Thursday, 04/24/2014 11:50:23 AM

Thursday, April 24, 2014 11:50:23 AM

Post# of 495
Some serious activist investing going on here. I have to say, I think I like it. Say what you want about the tangible effects of calling an annual meeting, these guys are clearly going to push for action and upholding of shareholder rights.

http://www.marketwatch.com/story/weekley-energy-holdings-llc-texcom-shareholder-group-to-request-annual-shareholder-meeting-now-26-months-late-2014-04-24

Weekley Energy Holdings, LLC: TexCom Shareholder Group to Request Annual Shareholder Meeting, Now 26 Months Late

HOUSTON, TX, Apr 24, 2014 (Marketwired via COMTEX) -- Privately held Weekley Energy Holdings, LLC ("Weekley") announced today that counsel for Weekley and the TexCom, Inc. Shareholders will be requesting that the TexCom Board of Directors hold an Annual Shareholder Meeting within the next three months.

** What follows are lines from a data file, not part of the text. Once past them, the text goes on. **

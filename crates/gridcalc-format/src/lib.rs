//! SpreadsheetML number-format code renderer (`spec.md` §4.7, C7): section
//! selection, numeric/date dispatch, and the `General` fallback.
//!
//! Two entry points mirror the public contract in `spec.md` §6:
//! [`format_number`] renders a numeric value and [`format_text`] applies a
//! format code's text section (if any) to a string value.

pub mod date;
pub mod number;
pub mod pattern;

use gridcalc_common::DateSystem;
use pattern::{parse_section, split_sections, Section};

/// Render `value` through a SpreadsheetML format code.
pub fn format_number(value: f64, code: &str, date_system: DateSystem) -> String {
    if code.trim().is_empty() || code.trim().eq_ignore_ascii_case("general") {
        return number::format_general(value);
    }

    let raw_sections = split_sections(code);
    let sections: Vec<Section> = raw_sections.iter().map(|s| parse_section(s)).collect();
    let Some(index) = select_section(&sections, value) else {
        return number::format_general(value);
    };
    if raw_sections[index].trim().eq_ignore_ascii_case("general") {
        return number::format_general(value);
    }
    let section = &sections[index];
    let auto_minus = sections.len() == 1;

    if pattern::is_date_pattern(&section.tokens) {
        date::render_date(&section.tokens, value, date_system)
    } else {
        number::render_numeric(&section.tokens, value, auto_minus)
    }
}

/// Apply a format code's text section (the 4th, when present) to `value`.
/// Codes with fewer than four sections have no text section; `value`
/// passes through unchanged, matching Excel's behavior for text input
/// against a numeric-only format code.
pub fn format_text(value: &str, code: &str) -> String {
    let sections = split_sections(code);
    if sections.len() < 4 {
        return value.to_string();
    }
    let section = parse_section(&sections[3]);
    let mut out = String::new();
    for token in &section.tokens {
        match token {
            pattern::Token::At => out.push_str(value),
            pattern::Token::Literal(c) => out.push(*c),
            _ => {}
        }
    }
    out
}

/// Pick which section applies to `value`, following `spec.md` §4.7:
/// explicit `[op n]` conditions are tried in order (an unconditioned
/// section always matches, acting as the fallback); when no section
/// carries a condition, fall back to the standard positive/negative/zero
/// split implied by the section count.
fn select_section(sections: &[Section], value: f64) -> Option<usize> {
    if sections.is_empty() {
        return None;
    }
    if sections.iter().any(|s| s.condition.is_some()) {
        for (i, s) in sections.iter().enumerate() {
            match &s.condition {
                Some(cond) if cond.matches(value) => return Some(i),
                None => return Some(i),
                _ => {}
            }
        }
        return Some(sections.len() - 1);
    }

    Some(match sections.len() {
        1 => 0,
        2 => {
            if value < 0.0 {
                1
            } else {
                0
            }
        }
        _ => {
            if value > 0.0 {
                0
            } else if value < 0.0 {
                1
            } else {
                2
            }
        }
    })
}

#[cfg(test)]
mod tests {
    use super::*;

    #[test]
    fn percent_sections() {
        assert_eq!(format_number(0.1, "0%", DateSystem::Excel1900), "10%");
        assert_eq!(format_number(0.1, "0.0%", DateSystem::Excel1900), "10.0%");
    }

    #[test]
    fn thousands_grouping() {
        assert_eq!(format_number(314159.0, "#,##0.00", DateSystem::Excel1900), "314,159.00");
    }

    #[test]
    fn required_digit_padding() {
        assert_eq!(format_number(12.3, "000.00", DateSystem::Excel1900), "012.30");
    }

    #[test]
    fn scientific_notation() {
        assert_eq!(format_number(1234.5678, "0.00E+00", DateSystem::Excel1900), "1.23E+03");
    }

    #[test]
    fn negative_section_suppresses_auto_minus() {
        assert_eq!(format_number(-5.0, "0.00;(0.00)", DateSystem::Excel1900), "(5.00)");
    }

    #[test]
    fn single_section_gets_auto_minus() {
        assert_eq!(format_number(-5.0, "0.00", DateSystem::Excel1900), "-5.00");
    }

    #[test]
    fn date_1904_epoch() {
        assert_eq!(format_number(0.0, "yyyy-mm-dd", DateSystem::Excel1904), "1904-01-01");
    }

    #[test]
    fn elapsed_time_mixes_total_hours_with_time_of_day_minutes_and_seconds() {
        // `[h]` is total hours since serial 0 (spec.md §4.7); `mm`/`ss` are
        // the ordinary, non-bracketed (modulo-within-day) minute/second --
        // 3.1416 days = 271434.24s = 75h23m54.24s.
        assert_eq!(
            format_number(3.1416, "[h]:mm:ss.000", DateSystem::Excel1904),
            "75:23:54.240"
        );
    }

    #[test]
    fn text_section_substitutes_at() {
        assert_eq!(format_text("abc", "General;General;General;\"X\"@\"Y\""), "XabcY");
    }

    #[test]
    fn general_fallback_for_empty_code() {
        assert_eq!(format_number(3.5, "", DateSystem::Excel1900), "3.5");
    }
}
//! Database functions (`spec.md` §4.5 supplement): `DSUM` and siblings
//! apply a multi-column criteria table to a headered range, the same
//! shape Excel's `D*` family shares with `AutoFilter`.

use gridcalc_common::{ErrorCode, FormulaScalar};

use crate::evaluator::Scope;
use crate::registry::{EvalContext, FunctionEntry};
use crate::values::EvalValue;

type Entries = Vec<(&'static str, FunctionEntry)>;

pub fn entries() -> Entries {
    vec![
        ("DSUM", FunctionEntry::Eager(|a, c, s| aggregate(a, c, s, Agg::Sum))),
        ("DCOUNT", FunctionEntry::Eager(|a, c, s| aggregate(a, c, s, Agg::Count))),
        ("DAVERAGE", FunctionEntry::Eager(|a, c, s| aggregate(a, c, s, Agg::Average))),
        ("DMAX", FunctionEntry::Eager(|a, c, s| aggregate(a, c, s, Agg::Max))),
        ("DMIN", FunctionEntry::Eager(|a, c, s| aggregate(a, c, s, Agg::Min))),
        ("DPRODUCT", FunctionEntry::Eager(|a, c, s| aggregate(a, c, s, Agg::Product))),
    ]
}

enum Agg {
    Sum,
    Count,
    Average,
    Max,
    Min,
    Product,
}

fn as_grid(value: &EvalValue) -> Vec<Vec<FormulaScalar>> {
    match value {
        EvalValue::Scalar(s) => vec![vec![s.clone()]],
        EvalValue::Array(rows) => rows.clone(),
    }
}

fn header_index(header: &[FormulaScalar], name: &FormulaScalar) -> Option<usize> {
    let target = name.coerce_text().ok()?;
    header.iter().position(|h| matches!(h, FormulaScalar::Text(t) if t.eq_ignore_ascii_case(&target)))
}

/// `DSUM(database, field, criteria)`: `criteria` is a 2-row-minimum table
/// whose header row names columns in `database`; a row of the database
/// matches when every non-blank criteria cell in at least one criteria row
/// is satisfied (rows are OR'd, columns within a row are AND'd).
fn aggregate(args: &[EvalValue], _ctx: &dyn EvalContext, _scope: &Scope, agg: Agg) -> EvalValue {
    let Some(database) = args.first() else {
        return EvalValue::error(ErrorCode::Value);
    };
    let Some(field) = args.get(1) else {
        return EvalValue::error(ErrorCode::Value);
    };
    let Some(criteria) = args.get(2) else {
        return EvalValue::error(ErrorCode::Value);
    };
    let db = as_grid(database);
    let crit = as_grid(criteria);
    let Some(db_header) = db.first() else {
        return EvalValue::error(ErrorCode::Value);
    };
    let field_scalar = field.as_scalar();
    let field_col = match &field_scalar {
        FormulaScalar::Number(n) => Some(*n as usize - 1),
        _ => header_index(db_header, &field_scalar),
    };
    let Some(field_col) = field_col else {
        return EvalValue::error(ErrorCode::Value);
    };
    let Some(crit_header) = crit.first() else {
        return EvalValue::error(ErrorCode::Value);
    };
    let crit_cols: Vec<Option<usize>> = crit_header.iter().map(|h| header_index(db_header, h)).collect();

    let mut values = Vec::new();
    for row in db.iter().skip(1) {
        let row_matches = crit.iter().skip(1).any(|crit_row| {
            crit_row.iter().enumerate().all(|(i, cell)| match cell {
                FormulaScalar::Null => true,
                _ => match crit_cols.get(i).copied().flatten() {
                    Some(col) => row.get(col).is_some_and(|db_cell| cell_matches(cell, db_cell)),
                    None => false,
                },
            })
        });
        if row_matches {
            if let Some(FormulaScalar::Number(n)) = row.get(field_col) {
                values.push(*n);
            }
        }
    }

    match agg {
        Agg::Sum => EvalValue::number(values.iter().sum()),
        Agg::Count => EvalValue::number(values.len() as f64),
        Agg::Average => {
            if values.is_empty() {
                EvalValue::error(ErrorCode::Div)
            } else {
                EvalValue::number(values.iter().sum::<f64>() / values.len() as f64)
            }
        }
        Agg::Max => EvalValue::number(values.iter().cloned().fold(f64::NEG_INFINITY, f64::max)),
        Agg::Min => EvalValue::number(values.iter().cloned().fold(f64::MAX, f64::min)),
        Agg::Product => EvalValue::number(values.iter().product()),
    }
}

fn cell_matches(criteria_cell: &FormulaScalar, db_cell: &FormulaScalar) -> bool {
    match (criteria_cell, db_cell) {
        (FormulaScalar::Text(pattern), _) => {
            if let Some(rest) = pattern.strip_prefix('>') {
                return matches!(db_cell, FormulaScalar::Number(n) if rest.trim().parse::<f64>().is_ok_and(|c| *n > c));
            }
            if let Some(rest) = pattern.strip_prefix('<') {
                return matches!(db_cell, FormulaScalar::Number(n) if rest.trim().parse::<f64>().is_ok_and(|c| *n < c));
            }
            match db_cell {
                FormulaScalar::Text(t) => t.eq_ignore_ascii_case(pattern),
                FormulaScalar::Number(n) => pattern.trim().parse::<f64>().is_ok_and(|c| *n == c),
                _ => false,
            }
        }
        (FormulaScalar::Number(c), FormulaScalar::Number(n)) => c == n,
        _ => criteria_cell == db_cell,
    }
}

Weekley noted that the TexCom By-Laws call for an AGM each year, but that none has been called for the past 26 months.

As previously announced, Weekley has been collecting proxies for these actions and others for the past 20 days. To date, Weekley has accumulated shareholder proxies totaling over 21,000,000 shares.

As noted on the group's website, www.texcomproxy.com , although the Company's By-laws call for the Board to have a customary annual shareholder meeting, as a 1933 SEC Act Company, TexCom is under no regulatory requirement to do so.

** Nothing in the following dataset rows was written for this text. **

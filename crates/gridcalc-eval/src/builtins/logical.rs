//! Logical functions. `IF`/`AND`/`OR`/`IFERROR`/`IFS`/`IFNA` are lazy: they
//! need to skip evaluating branches that aren't taken, or to catch an
//! error from one argument without letting it propagate past the
//! function boundary (`spec.md` §4.5, §9 "Coroutine control flow").

use gridcalc_common::ErrorCode;
use gridcalc_parse::parser::Ast;

use crate::evaluator::Scope;
use crate::registry::{EvalContext, FunctionEntry};
use crate::values::EvalValue;

type Entries = Vec<(&'static str, FunctionEntry)>;

pub fn entries() -> Entries {
    vec![
        ("IF", FunctionEntry::Lazy(if_fn)),
        ("AND", FunctionEntry::Lazy(and_fn)),
        ("OR", FunctionEntry::Lazy(or_fn)),
        ("NOT", FunctionEntry::Eager(not_fn)),
        ("IFERROR", FunctionEntry::Lazy(iferror_fn)),
        ("IFNA", FunctionEntry::Lazy(ifna_fn)),
        ("IFS", FunctionEntry::Lazy(ifs_fn)),
    ]
}

fn if_fn(ctx: &dyn EvalContext, scope: &Scope, args: &[Ast]) -> EvalValue {
    let Some(cond) = args.first() else {
        return EvalValue::error(ErrorCode::Value);
    };
    let cond_value = ctx.eval(scope, cond);
    if let Some(e) = cond_value.as_error() {
        return EvalValue::error(e);
    }
    let truthy = match cond_value.as_scalar().is_truthy() {
        Ok(b) => b,
        Err(e) => return EvalValue::error(e),
    };
    if truthy {
        match args.get(1) {
            Some(a) => ctx.eval(scope, a),
            None => EvalValue::boolean(true),
        }
    } else {
        match args.get(2) {
            Some(a) => ctx.eval(scope, a),
            None => EvalValue::boolean(false),
        }
    }
}

fn and_fn(ctx: &dyn EvalContext, scope: &Scope, args: &[Ast]) -> EvalValue {
    fold_logical(ctx, scope, args, true, |acc, b| acc && b)
}

fn or_fn(ctx: &dyn EvalContext, scope: &Scope, args: &[Ast]) -> EvalValue {
    fold_logical(ctx, scope, args, false, |acc, b| acc || b)
}

fn fold_logical(
    ctx: &dyn EvalContext,
    scope: &Scope,
    args: &[Ast],
    identity: bool,
    combine: impl Fn(bool, bool) -> bool,
) -> EvalValue {
    if args.is_empty() {
        return EvalValue::error(ErrorCode::Value);
    }
    let mut acc = identity;
    for arg in args {
        let value = ctx.eval(scope, arg);
        if let Some(e) = value.as_error() {
            return EvalValue::error(e);
        }
        let flattened = value.flatten();
        for scalar in flattened {
            match scalar.is_truthy() {
                Ok(b) => acc = combine(acc, b),
                Err(e) => return EvalValue::error(e),
            }
        }
    }
    EvalValue::boolean(acc)
}

fn not_fn(args: &[EvalValue], _: &dyn EvalContext, _: &Scope) -> EvalValue {
    match args.first().map(|v| v.as_scalar().is_truthy()) {
        Some(Ok(b)) => EvalValue::boolean(!b),
        Some(Err(e)) => EvalValue::error(e),
        None => EvalValue::error(ErrorCode::Value),
    }
}

fn iferror_fn(ctx: &dyn EvalContext, scope: &Scope, args: &[Ast]) -> EvalValue {
    let Some(primary) = args.first() else {
        return EvalValue::error(ErrorCode::Value);
    };
    let value = ctx.eval(scope, primary);
    if value.is_error() {
        match args.get(1) {
            Some(fallback) => ctx.eval(scope, fallback),
            None => EvalValue::Scalar(gridcalc_common::FormulaScalar::Null),
        }
    } else {
        value
    }
}

fn ifna_fn(ctx: &dyn EvalContext, scope: &Scope, args: &[Ast]) -> EvalValue {
    let Some(primary) = args.first() else {
        return EvalValue::error(ErrorCode::Value);
    };
    let value = ctx.eval(scope, primary);
    if value.as_error() == Some(ErrorCode::Na) {
        match args.get(1) {
            Some(fallback) => ctx.eval(scope, fallback),
            None => EvalValue::Scalar(gridcalc_common::FormulaScalar::Null),
        }
    } else {
        value
    }
}

fn ifs_fn(ctx: &dyn EvalContext, scope: &Scope, args: &[Ast]) -> EvalValue {
    if args.len() < 2 || args.len() % 2 != 0 {
        return EvalValue::error(ErrorCode::Value);
    }
    let mut pairs = args.chunks_exact(2);
    for pair in &mut pairs {
        let cond = ctx.eval(scope, &pair[0]);
        if let Some(e) = cond.as_error() {
            return EvalValue::error(e);
        }
        match cond.as_scalar().is_truthy() {
            Ok(true) => return ctx.eval(scope, &pair[1]),
            Ok(false) => continue,
            Err(e) => return EvalValue::error(e),
        }
    }
    EvalValue::error(ErrorCode::Na)
}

Weekley noted that the April 22 announcement by TexCom that it had sold the Company's major NORM asset provides another compelling reason for shareholders to request the Company become an SEC 1934 Act Company. Weekley pointed to the April 22 release as the sole disclosure made by the Company. That release provided the TexCom shareholders no information as to what debt was retired; what debt remains; what the remaining assets would generate in revenues, income and cash flow; what the capital gains were on the sale; whether or not the remaining assets generate sufficient cash flow to cover the Company's unknown corporate G&A; what other obligations the Company was now free of; if there were any related parties involved in the sale; the nature of the assets being targeted for future acquisitions; and other very important disclosures for shareholders. All such disclosures would be required if the Company was a 1934 Act company. Such lack of reasonable disclosures may account for the Company's common stock remaining essentially unchanged in price between pre and post announcement trading.